By IHE Scholar Marcela Duque
In one of his audiences on discernment, Pope Francis delivered a series of remarks on the nature of desire, many of which are similar to those in Plato’s Symposium. The Pope describes desire as “a nostalgia for fullness that never finds complete fulfillment” and “the sign of God’s presence in us.” In Plato’s Symposium, Diotima calls Eros an intermediate spirit between god and mortal, abundance and poverty, wisdom and ignorance. Eros, which can be translated as “desire,” is marked by a perceived lack. The gods don’t desire wisdom because they already possess it, while the ignorant don’t desire wisdom because they don’t realize they need it. As Diotima puts it, “No one desires what he does not think he lacks.” Desire, then, is experienced as an absence, a kind of want (notice the Greek algos, meaning pain or grief, at the root of “nostalgia”) that seeks satisfaction.

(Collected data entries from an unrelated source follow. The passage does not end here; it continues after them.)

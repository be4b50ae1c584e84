//! Refreshes cached entitlement flags for a group's members.

use crate::providers::DirectoryStore;
use campus_gsr_core::{Entitlement, GroupId, Result, User};
use campus_gsr_upstream::{UpstreamClient, Upstreams};
use std::sync::Arc;

/// Outcome of one refresh run.
#[derive(Debug, Clone, Copy, Default, PartialEq, Eq)]
pub struct RefreshSummary {
    /// Memberships written.
    pub refreshed: usize,
    /// Upstream checks that failed and were recorded as unknown.
    pub failed: usize,
}

/// Asks Wharton and engineering whether each member is entitled and writes
/// the tri-state flags to both the membership and the user.
pub struct EntitlementRefresher {
    directory: Arc<dyn DirectoryStore>,
    wharton: Arc<dyn UpstreamClient>,
    engineering: Arc<dyn UpstreamClient>,
}

impl EntitlementRefresher {
    /// Create a refresher over the production upstreams.
    #[must_use]
    pub fn new(directory: Arc<dyn DirectoryStore>, upstreams: &Upstreams) -> Self {
        Self {
            directory,
            wharton: Arc::clone(&upstreams.wharton),
            engineering: Arc::clone(&upstreams.engineering),
        }
    }

    async fn check(client: &dyn UpstreamClient, user: &User, failed: &mut usize) -> Entitlement {
        match client.entitlement(user).await {
            Ok(entitled) => entitled.into(),
            Err(e) => {
                *failed += 1;
                tracing::warn!(provider = %client.provider(), user_id = %user.id, error = %e, "Entitlement check failed");
                Entitlement::Unknown
            }
        }
    }

    /// Refresh every accepted member of `group`.
    ///
    /// # Errors
    ///
    /// `Storage` if the directory cannot be read or written. Upstream
    /// failures never abort the batch.
    #[tracing::instrument(skip(self))]
    pub async fn refresh_group(&self, group: GroupId) -> Result<RefreshSummary> {
        let mut summary = RefreshSummary::default();
        for member in self.directory.members(group).await?.into_iter().filter(|m| m.accepted) {
            let is_wharton = Self::check(self.wharton.as_ref(), &member.user, &mut summary.failed).await;
            let is_engineering = Self::check(self.engineering.as_ref(), &member.user, &mut summary.failed).await;

            self.directory
                .set_member_entitlements(group, member.user.id, is_wharton, is_engineering)
                .await?;
            self.directory
                .set_user_entitlements(member.user.id, is_wharton, is_engineering)
                .await?;
            summary.refreshed += 1;
        }
        tracing::info!(refreshed = summary.refreshed, failed = summary.failed, "Entitlements refreshed");
        Ok(summary)
    }
}

#[cfg(test)]
#[allow(clippy::unwrap_used, clippy::expect_used)]
mod tests {
    use super::*;
    use crate::mocks::{InMemoryDirectory, MockUpstream};
    use campus_gsr_core::Provider;
    use campus_gsr_testing::fixtures;

    #[tokio::test]
    async fn writes_flags_and_survives_upstream_failures() {
        let directory = Arc::new(InMemoryDirectory::new());
        let group = directory.insert_group("Study Buddies").unwrap();
        let alice = fixtures::user("alice", "alice@wharton.upenn.edu");
        let bob = fixtures::user("bob", "bob@seas.upenn.edu");
        let carol = fixtures::user("carol", "carol@sas.upenn.edu");
        let mut pending = fixtures::member(&carol, group.id);
        pending.accepted = false;
        directory.add_member(fixtures::member(&alice, group.id)).unwrap();
        directory.add_member(fixtures::member(&bob, group.id)).unwrap();
        directory.add_member(pending).unwrap();

        let wharton = MockUpstream::new(Provider::Wharton);
        wharton.entitle("alice").unwrap();
        let engineering = MockUpstream::new(Provider::Engineering);
        engineering.entitle("bob").unwrap();
        engineering.fail_entitlement_for("alice").unwrap();
        let upstreams = Upstreams {
            wharton: Arc::new(wharton),
            libcal: Arc::new(MockUpstream::new(Provider::LibCal)),
            engineering: Arc::new(engineering),
        };

        let refresher = EntitlementRefresher::new(directory.clone(), &upstreams);
        let summary = refresher.refresh_group(group.id).await.unwrap();
        assert_eq!(summary, RefreshSummary { refreshed: 2, failed: 1 });

        let members = directory.members(group.id).await.unwrap();
        let flags = |id| {
            let m = members.iter().find(|m| m.user.id == id).unwrap();
            (m.is_wharton, m.is_engineering)
        };
        assert_eq!(flags(alice.id), (Entitlement::Yes, Entitlement::Unknown));
        assert_eq!(flags(bob.id), (Entitlement::No, Entitlement::Yes));
        assert_eq!(flags(carol.id), (Entitlement::Unknown, Entitlement::Unknown));

        let stored = directory.user(bob.id).await.unwrap().unwrap();
        assert_eq!(stored.is_engineering, Entitlement::Yes);
    }
}
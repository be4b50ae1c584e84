//! In-memory implementations of the storage traits and a scripted upstream.
//!
//! Enabled by the `test-utils` feature (on by default).

mod directory;
mod reservations;
mod share_codes;
mod upstream;

pub use directory::InMemoryDirectory;
pub use reservations::InMemoryReservationStore;
pub use share_codes::InMemoryShareCodeStore;
pub use upstream::{MockUpstream, UpstreamCall};

use campus_gsr_core::{GsrError, Result};
use std::sync::{Mutex, MutexGuard};

fn lock<T>(mutex: &Mutex<T>) -> Result<MutexGuard<'_, T>> {
    mutex
        .lock()
        .map_err(|_| GsrError::Storage("Mutex lock failed".to_string()))
}
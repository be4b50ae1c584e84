//! Wire timestamp formats and local civil-day helpers.

use crate::error::{GsrError, Result};
use chrono::{DateTime, NaiveDate, NaiveTime, TimeDelta, TimeZone, Utc};
use chrono_tz::Tz;

/// Wharton request/response bodies: `YYYY-MM-DDTHH:MM:SS±HHMM`.
pub const WHARTON_FORMAT: &str = "%Y-%m-%dT%H:%M:%S%z";

/// LibCal bodies: ISO-8601 with a colon in the offset.
pub const LIBCAL_FORMAT: &str = "%Y-%m-%dT%H:%M:%S%:z";

/// Path and query dates.
pub const DATE_FORMAT: &str = "%Y-%m-%d";

/// Parse an upstream timestamp. Accepts RFC 3339 (with or without
/// fractional seconds) and the colon-less Wharton offset.
///
/// # Errors
///
/// Returns [`GsrError::Invalid`] when no format matches.
pub fn parse_wire(s: &str) -> Result<DateTime<Utc>> {
    if let Ok(dt) = DateTime::parse_from_rfc3339(s) {
        return Ok(dt.with_timezone(&Utc));
    }
    for fmt in [WHARTON_FORMAT, "%Y-%m-%dT%H:%M:%S%.f%z"] {
        if let Ok(dt) = DateTime::parse_from_str(s, fmt) {
            return Ok(dt.with_timezone(&Utc));
        }
    }
    Err(GsrError::Invalid(format!("Unparseable timestamp: {s}")))
}

/// Parse a `YYYY-MM-DD` date.
///
/// # Errors
///
/// Returns [`GsrError::Invalid`] on malformed input.
pub fn parse_date(s: &str) -> Result<NaiveDate> {
    NaiveDate::parse_from_str(s, DATE_FORMAT)
        .map_err(|_| GsrError::Invalid(format!("Unparseable date: {s}")))
}

/// Format `dt` in `tz` with `fmt`.
#[must_use]
pub fn format_in(dt: DateTime<Utc>, tz: Tz, fmt: &str) -> String {
    dt.with_timezone(&tz).format(fmt).to_string()
}

/// `HH:MM` in local time.
#[must_use]
pub fn format_hhmm(dt: DateTime<Utc>, tz: Tz) -> String {
    format_in(dt, tz, "%H:%M")
}

/// Local midnight starting `date`.
///
/// # Errors
///
/// Returns [`GsrError::Invalid`] if midnight does not exist in `tz`.
pub fn start_of_day(date: NaiveDate, tz: Tz) -> Result<DateTime<Utc>> {
    tz.from_local_datetime(&date.and_time(NaiveTime::MIN))
        .earliest()
        .map(|dt| dt.with_timezone(&Utc))
        .ok_or_else(|| GsrError::Invalid(format!("No local midnight on {date}")))
}

/// `[startOfToday, startOfToday + 24h)` for the local civil day containing
/// `now`.
///
/// # Errors
///
/// See [`start_of_day`].
pub fn local_day_window(now: DateTime<Utc>, tz: Tz) -> Result<(DateTime<Utc>, DateTime<Utc>)> {
    let start = start_of_day(now.with_timezone(&tz).date_naive(), tz)?;
    Ok((start, start + TimeDelta::hours(24)))
}

/// Local calendar date of `dt`.
#[must_use]
pub fn local_date(dt: DateTime<Utc>, tz: Tz) -> NaiveDate {
    dt.with_timezone(&tz).date_naive()
}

The trouble with desire, however, is that we might mistakenly assume that acquiring a good or object will satiate our desires and fulfill us. We know how to satisfy simple physical needs (like thirst and hunger), and we usually can do so. We recognize more complex desires as something other than needs, but we sometimes think of them in the same way: a perceived lack that can be satisfied by a certain object, just as water satisfies thirst. For instance, I might desire a certain job and think satisfaction lies in gaining it, only to realize that I still experience lack after I have achieved that goal. We fail to notice that, as Aquinas puts it, “all things, by desiring their own perfection, desire God Himself” (ST I-I, q.6, a.1). Or as the French philosopher René Girard famously puts it, “All desire is a desire for being.” Desire finds ultimate fulfillment in Being itself — in God.
Moreover, it is also possible to mix ignoble motives with otherwise good desires. For instance, I might find myself pursuing some object or path only to realize that my desire is tainted with pride and vainglory. In retrospect, it is often easy to confuse the object (this particular job) for what the object says about me (the prestige it confers). Another example: I might pursue a life of holiness not for the true good but for the admiration and honor that a saintly life yields. Eventually, as I encounter the inevitable humiliations on the path of holiness, I will find the need to purify my desires.

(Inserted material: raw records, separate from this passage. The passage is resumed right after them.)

//! Domain model for GSR booking.

use chrono::{DateTime, TimeDelta, Utc};
use serde::{Deserialize, Serialize};
use std::fmt;
use std::iter::Sum;
use std::ops::Add;
use uuid::Uuid;

// ═══════════════════════════════════════════════════════════════════════
// Identifiers
// ═══════════════════════════════════════════════════════════════════════

/// Local user identifier.
#[derive(Debug, Clone, Copy, PartialEq, Eq, Hash, PartialOrd, Ord, Serialize, Deserialize)]
#[serde(transparent)]
pub struct UserId(pub Uuid);

/// Group identifier.
#[derive(Debug, Clone, Copy, PartialEq, Eq, Hash, Serialize, Deserialize)]
#[serde(transparent)]
pub struct GroupId(pub Uuid);

/// Reservation (aggregate root) identifier.
#[derive(Debug, Clone, Copy, PartialEq, Eq, Hash, Serialize, Deserialize)]
#[serde(transparent)]
pub struct ReservationId(pub Uuid);

/// Local booking identifier. Distinct from the upstream booking ID.
#[derive(Debug, Clone, Copy, PartialEq, Eq, Hash, Serialize, Deserialize)]
#[serde(transparent)]
pub struct BookingId(pub Uuid);

/// Catalog room identifier.
#[derive(Debug, Clone, Copy, PartialEq, Eq, Hash, PartialOrd, Ord, Serialize, Deserialize)]
#[serde(transparent)]
pub struct RoomId(pub i64);

macro_rules! uuid_id {
    ($($name:ident),*) => {
        $(
            impl $name {
                /// Generate a new random identifier.
                #[must_use]
                pub fn new() -> Self {
                    Self(Uuid::new_v4())
                }
            }

            impl Default for $name {
                fn default() -> Self {
                    Self::new()
                }
            }

            impl fmt::Display for $name {
                fn fmt(&self, f: &mut fmt::Formatter<'_>) -> fmt::Result {
                    self.0.fmt(f)
                }
            }
        )*
    };
}

uuid_id!(UserId, GroupId, ReservationId, BookingId);

impl fmt::Display for RoomId {
    fn fmt(&self, f: &mut fmt::Formatter<'_>) -> fmt::Result {
        self.0.fmt(f)
    }
}

// ═══════════════════════════════════════════════════════════════════════
// Providers and rooms
// ═══════════════════════════════════════════════════════════════════════

/// Tag identifying an external system in errors, logs and metrics.
#[derive(Debug, Clone, Copy, PartialEq, Eq, Hash, Serialize, Deserialize)]
pub enum Provider {
    /// Wharton reservation API.
    Wharton,
    /// General LibCal reservation API.
    LibCal,
    /// Engineering rooms: directory authorization plus a dedicated LibCal
    /// credential.
    Engineering,
    /// Directory/identity service.
    Directory,
}

impl Provider {
    /// Stable lowercase name used as a metrics label.
    #[must_use]
    pub const fn as_str(self) -> &'static str {
        match self {
            Self::Wharton => "wharton",
            Self::LibCal => "libcal",
            Self::Engineering => "engineering",
            Self::Directory => "directory",
        }
    }
}

impl fmt::Display for Provider {
    fn fmt(&self, f: &mut fmt::Formatter<'_>) -> fmt::Result {
        let name = match self {
            Self::Wharton => "Wharton",
            Self::LibCal => "LibCal",
            Self::Engineering => "Engineering",
            Self::Directory => "Directory",
        };
        f.write_str(name)
    }
}

/// Which upstream client handles a room.
#[derive(Debug, Clone, Copy, PartialEq, Eq, Hash, Serialize, Deserialize)]
pub enum RoomKind {
    /// Booked through the Wharton API.
    Wharton,
    /// Booked through the general LibCal API.
    LibCal,
    /// Booked through the engineering LibCal API after directory
    /// authorization.
    EngineeringCombined,
}

impl RoomKind {
    /// Upstream provider serving this kind.
    #[must_use]
    pub const fn provider(self) -> Provider {
        match self {
            Self::Wharton => Provider::Wharton,
            Self::LibCal => Provider::LibCal,
            Self::EngineeringCombined => Provider::Engineering,
        }
    }

    /// Database representation.
    #[must_use]
    pub const fn as_str(self) -> &'static str {
        match self {
            Self::Wharton => "wharton",
            Self::LibCal => "libcal",
            Self::EngineeringCombined => "engineering",
        }
    }

    /// Parse the database representation.
    #[must_use]
    pub fn parse(s: &str) -> Option<Self> {
        match s {
            "wharton" => Some(Self::Wharton),
            "libcal" => Some(Self::LibCal),
            "engineering" => Some(Self::EngineeringCombined),
            _ => None,
        }
    }
}

/// A reservable GSR location from the room catalog.
///
/// `(kind, lid, gid)` determines which upstream client handles it.
#[derive(Debug, Clone, PartialEq, Eq, Serialize, Deserialize)]
pub struct Room {
    /// Catalog identifier.
    pub id: RoomId,
    /// Display name (building or location name).
    pub name: String,
    /// Upstream kind.
    pub kind: RoomKind,
    /// External location ID (opaque, provider-specific).
    pub lid: String,
    /// External group/category ID (opaque, provider-specific).
    pub gid: String,
    /// Optional image shown by the client app.
    #[serde(default)]
    pub image_url: Option<String>,
    /// Inactive rooms are hidden and cannot be booked.
    #[serde(default = "default_active", alias = "in_use")]
    pub active: bool,
}

const fn default_active() -> bool {
    true
}

// ═══════════════════════════════════════════════════════════════════════
// Users and groups
// ═══════════════════════════════════════════════════════════════════════

/// Cached tri-state entitlement flag.
#[derive(Debug, Clone, Copy, PartialEq, Eq, Hash, Default, Serialize, Deserialize)]
#[serde(rename_all = "lowercase")]
pub enum Entitlement {
    /// Never checked, or the last check failed.
    #[default]
    Unknown,
    /// Entitled.
    Yes,
    /// Not entitled.
    No,
}

impl Entitlement {
    /// `true` only for [`Entitlement::Yes`].
    #[must_use]
    pub const fn is_yes(self) -> bool {
        matches!(self, Self::Yes)
    }

    /// Database representation (`NULL` for unknown).
    #[must_use]
    pub const fn as_option(self) -> Option<bool> {
        match self {
            Self::Unknown => None,
            Self::Yes => Some(true),
            Self::No => Some(false),
        }
    }
}

impl From<Option<bool>> for Entitlement {
    fn from(value: Option<bool>) -> Self {
        match value {
            None => Self::Unknown,
            Some(true) => Self::Yes,
            Some(false) => Self::No,
        }
    }
}

impl From<bool> for Entitlement {
    fn from(value: bool) -> Self {
        Self::from(Some(value))
    }
}

/// A user as seen by the booking core.
#[derive(Debug, Clone, PartialEq, Eq, Serialize, Deserialize)]
pub struct User {
    /// Local identifier.
    pub id: UserId,
    /// Stable username; the upstream principal for Wharton.
    pub username: String,
    /// First name.
    pub first_name: String,
    /// Last name.
    pub last_name: String,
    /// Email; the upstream principal for LibCal.
    pub email: String,
    /// Numeric directory identifier, when already known.
    pub directory_id: Option<u64>,
    /// Cached Wharton entitlement.
    pub is_wharton: Entitlement,
    /// Cached engineering entitlement.
    pub is_engineering: Entitlement,
}

/// A named group of users.
#[derive(Debug, Clone, PartialEq, Eq, Serialize, Deserialize)]
pub struct Group {
    /// Identifier.
    pub id: GroupId,
    /// Display name, used to prefix group bookings.
    pub name: String,
}

/// Membership of a user in a group. At most one per `(user, group)`.
#[derive(Debug, Clone, PartialEq, Eq, Serialize, Deserialize)]
pub struct GroupMember {
    /// The member.
    pub user: User,
    /// The group.
    pub group: GroupId,
    /// Invitation accepted.
    pub accepted: bool,
    /// Member may act on behalf of the group.
    pub pennkey_allowed: bool,
    /// Cached Wharton entitlement for this membership.
    pub is_wharton: Entitlement,
    /// Cached engineering entitlement for this membership.
    pub is_engineering: Entitlement,
}

// ═══════════════════════════════════════════════════════════════════════
// Reservations
// ═══════════════════════════════════════════════════════════════════════

/// One upstream booking placed under one acting user.
#[derive(Debug, Clone, PartialEq, Eq, Serialize, Deserialize)]
pub struct Booking {
    /// Local identifier.
    pub id: BookingId,
    /// Parent reservation.
    pub reservation: ReservationId,
    /// Identity the upstream booking was placed under.
    pub user: UserId,
    /// Opaque upstream booking ID.
    pub upstream_id: String,
    /// Catalog room.
    pub room: RoomId,
    /// Upstream room ID within the catalog room.
    pub upstream_room_id: i64,
    /// Room display name captured at booking time.
    pub room_name: String,
    /// Inclusive start.
    pub start: DateTime<Utc>,
    /// Exclusive end.
    pub end: DateTime<Utc>,
    /// Cancelled locally and upstream.
    pub cancelled: bool,
}

impl Booking {
    /// Length of the booked interval.
    #[must_use]
    pub fn duration(&self) -> TimeDelta {
        self.end - self.start
    }

    /// Whether `[start, end)` intersects `[from, to)`.
    #[must_use]
    pub fn intersects(&self, from: DateTime<Utc>, to: DateTime<Utc>) -> bool {
        self.start < to && from < self.end
    }
}

/// Reservation aggregate: a requested interval split across bookings.
#[derive(Debug, Clone, PartialEq, Eq, Serialize, Deserialize)]
pub struct Reservation {
    /// Identifier.
    pub id: ReservationId,
    /// Requested start.
    pub start: DateTime<Utc>,
    /// Requested end.
    pub end: DateTime<Utc>,
    /// User who asked for the reservation.
    pub creator: UserId,
    /// Group the reservation was made for, if any.
    pub group: Option<GroupId>,
    /// `true` iff every booking is cancelled.
    pub cancelled: bool,
    /// Reminder notification already sent.
    pub reminder_sent: bool,
    /// Member bookings in temporal order.
    pub bookings: Vec<Booking>,
}

impl Reservation {
    /// Non-cancelled bookings, in stored order.
    pub fn active_bookings(&self) -> impl Iterator<Item = &Booking> {
        self.bookings.iter().filter(|b| !b.cancelled)
    }

    /// Check the split invariant: non-cancelled bookings are a contiguous,
    /// temporally ordered cover of a prefix of `[start, end)`, or there are
    /// none and the reservation is cancelled.
    #[must_use]
    pub fn is_consistent(&self) -> bool {
        let active: Vec<&Booking> = self.active_bookings().collect();
        if active.is_empty() {
            return self.cancelled || self.bookings.is_empty();
        }
        if self.cancelled {
            return false;
        }

        let mut cursor = self.start;
        for booking in active {
            if booking.start != cursor || booking.start >= booking.end || booking.end > self.end {
                return false;
            }
            cursor = booking.end;
        }
        true
    }
}

/// Shareable 8-character code bound to one booking.
#[derive(Debug, Clone, PartialEq, Eq, Serialize, Deserialize)]
pub struct ShareCode {
    /// URL-safe code.
    pub code: String,
    /// Bound booking.
    pub booking: BookingId,
    /// Issuing user.
    pub owner: UserId,
    /// Issue time.
    pub created_at: DateTime<Utc>,
}

// ═══════════════════════════════════════════════════════════════════════
// Credit
// ═══════════════════════════════════════════════════════════════════════

/// Remaining bookable duration for one member.
#[derive(Debug, Clone, Copy, PartialEq, Eq)]
pub enum Credit {
    /// Solo bookings: the upstream enforces its own quota.
    Unlimited,
    /// Remaining duration inside the provider's window.
    Limited(TimeDelta),
}

impl Credit {
    /// Whether any time remains.
    #[must_use]
    pub fn is_positive(self) -> bool {
        match self {
            Self::Unlimited => true,
            Self::Limited(d) => d > TimeDelta::zero(),
        }
    }

    /// `min(self, remaining)`.
    #[must_use]
    pub fn cap(self, remaining: TimeDelta) -> TimeDelta {
        match self {
            Self::Unlimited => remaining,
            Self::Limited(d) => d.min(remaining),
        }
    }

    /// Pre-flight check: a request of `requested` is rejected when it is
    /// greater than or equal to the available credit.
    #[must_use]
    pub fn rejects(self, requested: TimeDelta) -> bool {
        match self {
            Self::Unlimited => false,
            Self::Limited(d) => requested >= d,
        }
    }
}

impl Add for Credit {
    type Output = Self;

    fn add(self, rhs: Self) -> Self {
        match (self, rhs) {
            (Self::Limited(a), Self::Limited(b)) => Self::Limited(a + b),
            _ => Self::Unlimited,
        }
    }
}

impl Sum for Credit {
    fn sum<I: Iterator<Item = Self>>(iter: I) -> Self {
        iter.fold(Self::Limited(TimeDelta::zero()), Add::add)
    }
}

#[cfg(test)]
#[allow(clippy::unwrap_used, clippy::expect_used)]
mod tests {
    use super::*;
    use chrono::TimeZone;

    fn at(h: u32, m: u32) -> DateTime<Utc> {
        Utc.with_ymd_and_hms(2025, 3, 10, h, m, 0).unwrap()
    }

    fn booking(reservation: ReservationId, start: DateTime<Utc>, end: DateTime<Utc>) -> Booking {
        Booking {
            id: BookingId::new(),
            reservation,
            user: UserId::new(),
            upstream_id: "b".to_string(),
            room: RoomId(1),
            upstream_room_id: 94,
            room_name: "Room".to_string(),
            start,
            end,
            cancelled: false,
        }
    }

    fn reservation(bookings: Vec<(DateTime<Utc>, DateTime<Utc>)>) -> Reservation {
        let id = ReservationId::new();
        Reservation {
            id,
            start: at(9, 0),
            end: at(11, 30),
            creator: UserId::new(),
            group: None,
            cancelled: false,
            reminder_sent: false,
            bookings: bookings.into_iter().map(|(s, e)| booking(id, s, e)).collect(),
        }
    }

    #[test]
    fn contiguous_prefix_is_consistent() {
        let r = reservation(vec![(at(9, 0), at(10, 30)), (at(10, 30), at(11, 0))]);
        assert!(r.is_consistent());
    }

    #[test]
    fn gap_is_inconsistent() {
        let r = reservation(vec![(at(9, 0), at(10, 0)), (at(10, 30), at(11, 0))]);
        assert!(!r.is_consistent());
    }

    #[test]
    fn all_cancelled_requires_cancelled_flag() {
        let mut r = reservation(vec![(at(9, 0), at(10, 0))]);
        r.bookings[0].cancelled = true;
        assert!(!r.is_consistent());
        r.cancelled = true;
        assert!(r.is_consistent());
    }

    #[test]
    fn credit_check_is_strict() {
        let credit = Credit::Limited(TimeDelta::minutes(90)) + Credit::Limited(TimeDelta::minutes(90));
        assert!(credit.rejects(TimeDelta::minutes(180)));
        assert!(!credit.rejects(TimeDelta::minutes(150)));
        assert!(!Credit::Unlimited.rejects(TimeDelta::days(7)));
    }

    #[test]
    fn credit_sum_with_unlimited_is_unlimited() {
        let total: Credit = [Credit::Limited(TimeDelta::minutes(30)), Credit::Unlimited]
            .into_iter()
            .sum();
        assert_eq!(total, Credit::Unlimited);
    }

    #[test]
    fn credit_cap_takes_minimum() {
        assert_eq!(
            Credit::Limited(TimeDelta::minutes(90)).cap(TimeDelta::minutes(60)),
            TimeDelta::minutes(60)
        );
        assert_eq!(Credit::Unlimited.cap(TimeDelta::minutes(60)), TimeDelta::minutes(60));
    }

    #[test]
    fn entitlement_round_trips_through_option() {
        for e in [Entitlement::Unknown, Entitlement::Yes, Entitlement::No] {
            assert_eq!(Entitlement::from(e.as_option()), e);
        }
    }
}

In realizing the complexity of our desires, what should we do? In the same audience mentioned above, Pope Francis invites us to conduct a thought experiment: “If the Lord were to ask us the question he asked the blind man in Jericho: ‘What do you want me to do for you?’ (Mk 10:51) — how would we answer?” If He were to ask us, “What does your heart desire?” would we know how to respond? His question reveals the vacuity of worldly human desires. We would not want an answer that is less than one of the deepest yearnings of our hearts. And yet, would I know what it is?

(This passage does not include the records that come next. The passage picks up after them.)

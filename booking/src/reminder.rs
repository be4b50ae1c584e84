//! Finds reservations due a start reminder.

use crate::providers::ReservationStore;
use campus_gsr_core::config::PolicyConfig;
use campus_gsr_core::{Reservation, ReservationId, Result};
use chrono::{DateTime, TimeDelta, Utc};
use std::sync::Arc;

/// Selects reservations starting within the reminder lead.
pub struct ReminderSweep {
    reservations: Arc<dyn ReservationStore>,
    lead: TimeDelta,
}

impl ReminderSweep {
    /// Create a sweep using the configured lead time.
    #[must_use]
    pub fn new(reservations: Arc<dyn ReservationStore>, policy: &PolicyConfig) -> Self {
        Self {
            reservations,
            lead: policy.reminder_lead,
        }
    }

    /// Live reservations, not yet reminded, starting in `[now, now + lead)`.
    ///
    /// # Errors
    ///
    /// `Storage` on ledger failure.
    pub async fn due(&self, now: DateTime<Utc>) -> Result<Vec<Reservation>> {
        let due = self.reservations.due_reminders(now, self.lead).await?;
        tracing::debug!(count = due.len(), "Reminders due");
        Ok(due)
    }

    /// Record that the reminder went out.
    ///
    /// # Errors
    ///
    /// `NotFound` for an unknown reservation, `Storage` on ledger failure.
    pub async fn mark_sent(&self, id: ReservationId) -> Result<()> {
        self.reservations.mark_reminder_sent(id).await
    }
}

In the world, many forces draw our desires down various paths. To find our way, we must be attuned to our most intimate desires. The pain, the sense of lack, that accompanies desire is not a reason to annihilate it, as some philosophies would counsel. On the contrary, the road to eternal happiness requires exploring our deepest and truest desire: God Himself. The Holy Father gives us a prayer that can accompany us along this road: “Give us desire and make it grow, Lord.”